## Goal of the exercise
Find the line with "device is locked." in the records below. Copy it and every line after it, up to and including the line with "fail with the".

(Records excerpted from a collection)
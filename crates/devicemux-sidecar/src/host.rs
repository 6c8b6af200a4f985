//! Device access on the local host.
//!
//! [`DeviceHost`] wraps everything the provisioners need from a device:
//! listing attached devices, pairing and opening the image mounter.
//! [`UsbmuxHost`] implements it through usbmuxd and lockdown.

use std::time::Duration;

use async_trait::async_trait;
use devicemux_core::{DeviceId, PairingRecord, ProductVersion};
use devicemux_lockdown::{
    generate_pairing_record, tls, ImageMounter, LockdownClient, LockdownError,
    MobileImageMounterClient, PairOutcome, PairingStatus, ServiceDescriptor,
    IMAGE_MOUNTER_SERVICE, LOCKDOWN_PORT,
};
use devicemux_muxer::{MuxerClient, MuxerDevice, MuxerError, MuxerStream, ResultCode};
use tokio::io::{AsyncRead, AsyncWrite};
use tracing::{debug, instrument};

use crate::Result;

/// Number of times a refused service tunnel is retried.
pub const DEFAULT_CONNECT_RETRIES: u32 = 5;

/// Delay between service tunnel attempts.
pub const DEFAULT_CONNECT_RETRY_DELAY: Duration = Duration::from_millis(500);

/// Operations on attached devices.
#[async_trait]
pub trait DeviceHost: Send + Sync {
    /// List the attached devices.
    ///
    /// # Errors
    ///
    /// Returns an error if the muxer reply is invalid.
    async fn list_devices(&self) -> Result<Vec<MuxerDevice>>;

    /// Check whether the device trusts a pairing record.
    ///
    /// # Errors
    ///
    /// Returns an error if the device cannot be reached.
    async fn validate_pair(
        &self,
        device: &MuxerDevice,
        record: &PairingRecord,
    ) -> Result<PairingStatus>;

    /// Send a `Pair` request for a record.
    ///
    /// # Errors
    ///
    /// Returns an error if the device cannot be reached.
    async fn pair(&self, device: &MuxerDevice, record: &PairingRecord) -> Result<PairOutcome>;

    /// Generate a fresh pairing record for a device.
    ///
    /// # Errors
    ///
    /// Returns an error if the device public key or host BUID cannot be read.
    async fn new_pairing_record(&self, device: &MuxerDevice) -> Result<PairingRecord>;

    /// Read the device's product version.
    ///
    /// # Errors
    ///
    /// Returns an error if the device cannot be reached or reports an
    /// invalid version.
    async fn product_version(&self, device: &MuxerDevice) -> Result<ProductVersion>;

    /// Start the image mounter service and connect to it.
    ///
    /// # Errors
    ///
    /// Returns an error if the session, the service or its tunnel fail.
    async fn open_image_mounter(
        &self,
        device: &MuxerDevice,
        record: &PairingRecord,
    ) -> Result<Box<dyn ImageMounter>>;
}

/// Devices reached through usbmuxd.
#[derive(Debug, Clone)]
pub struct UsbmuxHost {
    muxer: MuxerClient,
    connect_retries: u32,
    connect_retry_delay: Duration,
}

impl UsbmuxHost {
    /// Create a host backed by a muxer client.
    #[must_use]
    pub fn new(muxer: MuxerClient) -> Self {
        Self {
            muxer,
            connect_retries: DEFAULT_CONNECT_RETRIES,
            connect_retry_delay: DEFAULT_CONNECT_RETRY_DELAY,
        }
    }

    /// Override the tunnel retry policy.
    #[must_use]
    pub fn with_connect_retries(mut self, retries: u32, delay: Duration) -> Self {
        self.connect_retries = retries;
        self.connect_retry_delay = delay;
        self
    }

    /// Open a tunnel, retrying while the device refuses the port.
    ///
    /// A service started through lockdown may not be listening yet when
    /// the tunnel is opened.
    async fn connect(&self, device_id: DeviceId, port: u16) -> Result<MuxerStream> {
        let mut attempt = 0;
        loop {
            match self.muxer.connect(device_id, port).await {
                Ok(stream) => return Ok(stream),
                Err(MuxerError::Result(ResultCode::ConnectionRefused))
                    if attempt < self.connect_retries =>
                {
                    attempt += 1;
                    debug!(device_id = %device_id, port, attempt, "Connection refused, retrying");
                    tokio::time::sleep(self.connect_retry_delay).await;
                }
                Err(e) => return Err(e.into()),
            }
        }
    }

    async fn lockdown(&self, device: &MuxerDevice) -> Result<LockdownClient<MuxerStream>> {
        let stream = self.connect(device.device_id, LOCKDOWN_PORT).await?;
        let mut client = LockdownClient::new(stream);
        client.query_type().await?;
        Ok(client)
    }
}

async fn start_image_mounter<S>(
    mut lockdown: LockdownClient<S>,
) -> std::result::Result<ServiceDescriptor, LockdownError>
where
    S: AsyncRead + AsyncWrite + Unpin + Send,
{
    let service = lockdown.start_service(IMAGE_MOUNTER_SERVICE, None).await?;
    lockdown.stop_session().await?;
    Ok(service)
}

#[async_trait]
impl DeviceHost for UsbmuxHost {
    async fn list_devices(&self) -> Result<Vec<MuxerDevice>> {
        Ok(self.muxer.list_devices().await?)
    }

    async fn validate_pair(
        &self,
        device: &MuxerDevice,
        record: &PairingRecord,
    ) -> Result<PairingStatus> {
        let mut lockdown = self.lockdown(device).await?;
        Ok(lockdown.validate_pair(record).await?)
    }

    async fn pair(&self, device: &MuxerDevice, record: &PairingRecord) -> Result<PairOutcome> {
        let mut lockdown = self.lockdown(device).await?;
        Ok(lockdown.pair(record).await?)
    }

    #[instrument(skip(self, device), fields(udid = %device.udid))]
    async fn new_pairing_record(&self, device: &MuxerDevice) -> Result<PairingRecord> {
        let mut lockdown = self.lockdown(device).await?;
        let public_key = lockdown.device_public_key().await?;
        let wifi_mac_address = lockdown.wifi_mac_address().await?;
        let system_buid = self.muxer.read_buid().await?;

        let mut record = tokio::task::spawn_blocking(move || {
            generate_pairing_record(&public_key, &system_buid)
        })
        .await
        .map_err(|e| LockdownError::Credentials(format!("key generation task failed: {e}")))??;
        record.wifi_mac_address = wifi_mac_address;
        Ok(record)
    }

    async fn product_version(&self, device: &MuxerDevice) -> Result<ProductVersion> {
        let mut lockdown = self.lockdown(device).await?;
        Ok(lockdown.product_version().await?)
    }

    #[instrument(skip(self, device, record), fields(udid = %device.udid))]
    async fn open_image_mounter(
        &self,
        device: &MuxerDevice,
        record: &PairingRecord,
    ) -> Result<Box<dyn ImageMounter>> {
        let mut lockdown = self.lockdown(device).await?;
        let session = lockdown
            .start_session(&record.host_id, &record.system_buid)
            .await?;

        let service = if session.enable_ssl {
            start_image_mounter(lockdown.into_tls(record).await?).await?
        } else {
            start_image_mounter(lockdown).await?
        };
        debug!(
            port = service.port,
            ssl = service.enable_service_ssl,
            "Started image mounter service"
        );

        let stream = self.connect(device.device_id, service.port).await?;
        if service.enable_service_ssl {
            let stream = tls::upgrade(stream, record).await?;
            Ok(Box::new(MobileImageMounterClient::new(stream)))
        } else {
            Ok(Box::new(MobileImageMounterClient::new(stream)))
        }
    }
}

/// A mock device host for testing without devices.
#[cfg(any(test, feature = "test-utils"))]
pub mod mock {
    use std::collections::{HashSet, VecDeque};

    use devicemux_core::Udid;
    use devicemux_lockdown::MockImageMounter;
    use parking_lot::Mutex;

    use super::*;
    use crate::SidecarError;

    /// Escrow bag returned by a successful mock pairing.
    pub const MOCK_ESCROW_BAG: &[u8] = b"escrow";

    /// A device host with scripted devices and trust decisions.
    pub struct MockDeviceHost {
        devices: Mutex<Vec<MuxerDevice>>,
        trusted: Mutex<HashSet<String>>,
        pair_replies: Mutex<VecDeque<PairReply>>,
        pair_calls: Mutex<usize>,
        generated: Mutex<usize>,
        version: Mutex<ProductVersion>,
        validate_error: Mutex<Option<fn() -> LockdownError>>,
        mounter: MockImageMounter,
    }

    enum PairReply {
        Status(PairingStatus),
        Locked,
    }

    fn locked_error() -> LockdownError {
        LockdownError::Protocol {
            request: "Pair".to_string(),
            error: "PasswordProtected".to_string(),
            payload: plist::Dictionary::new(),
        }
    }

    impl Default for MockDeviceHost {
        fn default() -> Self {
            Self {
                devices: Mutex::new(Vec::new()),
                trusted: Mutex::new(HashSet::new()),
                pair_replies: Mutex::new(VecDeque::new()),
                pair_calls: Mutex::new(0),
                generated: Mutex::new(0),
                version: Mutex::new(ProductVersion::new(16, 4, None)),
                validate_error: Mutex::new(None),
                mounter: MockImageMounter::new(),
            }
        }
    }

    impl MockDeviceHost {
        /// Create a host with no devices.
        #[must_use]
        pub fn new() -> Self {
            Self::default()
        }

        /// Attach a USB device.
        pub fn attach(&self, device_id: u32, udid: &str) -> MuxerDevice {
            let device = MuxerDevice::usb(
                DeviceId::new(device_id),
                Udid::new(udid).unwrap_or_else(|e| panic!("invalid udid {udid}: {e}")),
            );
            self.devices.lock().push(device.clone());
            device
        }

        /// Detach every device.
        pub fn detach_all(&self) {
            self.devices.lock().clear();
        }

        /// Make every device trust records with this host ID.
        pub fn trust(&self, host_id: &str) {
            self.trusted.lock().insert(host_id.to_string());
        }

        /// Queue replies for `pair`. Once drained, `pair` reports the trust
        /// dialog as pending.
        pub fn script_pair(&self, replies: impl IntoIterator<Item = PairingStatus>) {
            self.pair_replies
                .lock()
                .extend(replies.into_iter().map(PairReply::Status));
        }

        /// Queue a `pair` reply refused because the device is locked.
        pub fn script_password_protected(&self) {
            self.pair_replies.lock().push_back(PairReply::Locked);
        }

        /// Make every `validate_pair` fail with the error built by `error`.
        pub fn fail_validation(&self, error: fn() -> LockdownError) {
            *self.validate_error.lock() = Some(error);
        }

        /// Set the reported product version.
        pub fn set_version(&self, version: ProductVersion) {
            *self.version.lock() = version;
        }

        /// Number of `pair` calls.
        #[must_use]
        pub fn pair_calls(&self) -> usize {
            *self.pair_calls.lock()
        }

        /// Number of generated pairing records.
        #[must_use]
        pub fn generated(&self) -> usize {
            *self.generated.lock()
        }

        /// The image mounter handed out by `open_image_mounter`.
        #[must_use]
        pub fn mounter(&self) -> &MockImageMounter {
            &self.mounter
        }
    }

    /// A structurally valid record with the given host ID.
    #[must_use]
    pub fn mock_record(host_id: &str) -> PairingRecord {
        PairingRecord {
            device_certificate: format!("{host_id}-device").into_bytes(),
            host_certificate: format!("{host_id}-host").into_bytes(),
            host_private_key: format!("{host_id}-host-key").into_bytes(),
            root_certificate: format!("{host_id}-root").into_bytes(),
            root_private_key: format!("{host_id}-root-key").into_bytes(),
            host_id: host_id.to_string(),
            system_buid: "MOCK-BUID".to_string(),
            escrow_bag: None,
            wifi_mac_address: None,
        }
    }

    #[async_trait]
    impl DeviceHost for MockDeviceHost {
        async fn list_devices(&self) -> Result<Vec<MuxerDevice>> {
            Ok(self.devices.lock().clone())
        }

        async fn validate_pair(
            &self,
            _device: &MuxerDevice,
            record: &PairingRecord,
        ) -> Result<PairingStatus> {
            let validate_error = *self.validate_error.lock();
            if let Some(error) = validate_error {
                return Err(SidecarError::Lockdown(error()));
            }
            if self.trusted.lock().contains(&record.host_id) {
                Ok(PairingStatus::Success)
            } else {
                Ok(PairingStatus::InvalidPairRecord)
            }
        }

        async fn pair(&self, _device: &MuxerDevice, record: &PairingRecord) -> Result<PairOutcome> {
            *self.pair_calls.lock() += 1;
            let reply = self.pair_replies.lock().pop_front();
            let status = match reply {
                Some(PairReply::Status(status)) => status,
                Some(PairReply::Locked) => return Err(SidecarError::Lockdown(locked_error())),
                None => PairingStatus::PairingDialogResponsePending,
            };

            let escrow_bag = if status == PairingStatus::Success {
                self.trust(&record.host_id);
                Some(MOCK_ESCROW_BAG.to_vec())
            } else {
                None
            };
            Ok(PairOutcome { status, escrow_bag })
        }

        async fn new_pairing_record(&self, _device: &MuxerDevice) -> Result<PairingRecord> {
            let n = {
                let mut generated = self.generated.lock();
                *generated += 1;
                *generated
            };
            Ok(mock_record(&format!("GENERATED-{n}")))
        }

        async fn product_version(&self, _device: &MuxerDevice) -> Result<ProductVersion> {
            Ok(*self.version.lock())
        }

        async fn open_image_mounter(
            &self,
            _device: &MuxerDevice,
            _record: &PairingRecord,
        ) -> Result<Box<dyn ImageMounter>> {
            Ok(Box::new(self.mounter.clone()))
        }
    }
}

## Problem solution
        /// Queue a `pair` reply refused because the device is locked.
        pub fn script_password_protected(&self) {
            self.pair_replies.lock().push_back(PairReply::Locked);
        }

        /// Make every `validate_pair` fail with the error built by `error`.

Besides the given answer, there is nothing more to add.